The record begins with the blooming childlike sounds of ”[Cliff].” Juxtaposed against a wash of dark chords, the track could be the background for a modern horror film. (In my research for this piece I discovered that it was actually used in the 2001 indie drama Manic, staring Joseph Gordon-Levitt, Don Cheadle and Zooey Deschanel.) The menacing echo of ”[Tree]“ evokes the foreboding image of entry to a dark forest and the realization that you are not alone, and closes with a note so low that it’s felt more than heard. ”[White Blur 1],” one of the shortest pieces on the record, features some of the only recognizable voices on the album, albeit distorted and sped up and buried beneath the sound of a wind chime.
Disc two begins innocuously enough, with ”Blue Calx,” but it quickly returns to the darkest reaches of the human psyche with ”[Parallel Stripes].” The sound of florescent industrial lights hangs in the background of the entire eight minutes, lending to its hypnotizing and almost maddening tone.
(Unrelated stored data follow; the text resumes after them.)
//! A sink that discards every event. Useful for "validate structure, discard content" passes,
//! or benchmarking the reader side in isolation.

use crate::sink::{JsonSink, SinkResult};
use crate::value::Number;

/// Discards every event it receives.
#[derive(Debug, Default, Clone, Copy)]
pub struct NullSink;

impl NullSink {
    /// Creates a new discarding sink.
    pub fn new() -> Self {
        NullSink
    }
}

impl JsonSink for NullSink {
    fn add_null(&mut self) -> SinkResult<()> {
        Ok(())
    }

    fn add_bool(&mut self, _value: bool) -> SinkResult<()> {
        Ok(())
    }

    fn add_number(&mut self, _value: Number) -> SinkResult<()> {
        Ok(())
    }

    fn add_string(&mut self, _value: &str) -> SinkResult<()> {
        Ok(())
    }

    fn start_array(&mut self) -> SinkResult<()> {
        Ok(())
    }

    fn end_array(&mut self) -> SinkResult<()> {
        Ok(())
    }

    fn start_object(&mut self) -> SinkResult<()> {
        Ok(())
    }

    fn add_key(&mut self, _key: &str) -> SinkResult<()> {
        Ok(())
    }

    fn end_object(&mut self) -> SinkResult<()> {
        Ok(())
    }
}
It’s almost as if James is challenging you to listen to the entire eight minutes and not break. If ”[Parallel Stripes]” is mesmerizing in its delivery, ”[Grey Stripe]“ represents easily the most terrorizing track of the collection. The dynamic attack of what can only be described as white noise seems to lurk quietly and lurch out for the quick scare.
James clearly revels in his eeriness and embodied it personally by appearing on multiple record covers, his face in an ever present evil smile and often superimposed on otherwise benign images. While none of these subsequent records contained the same scary material within, the collected works of Selected Ambient Works Volume II left more than enough of a mark.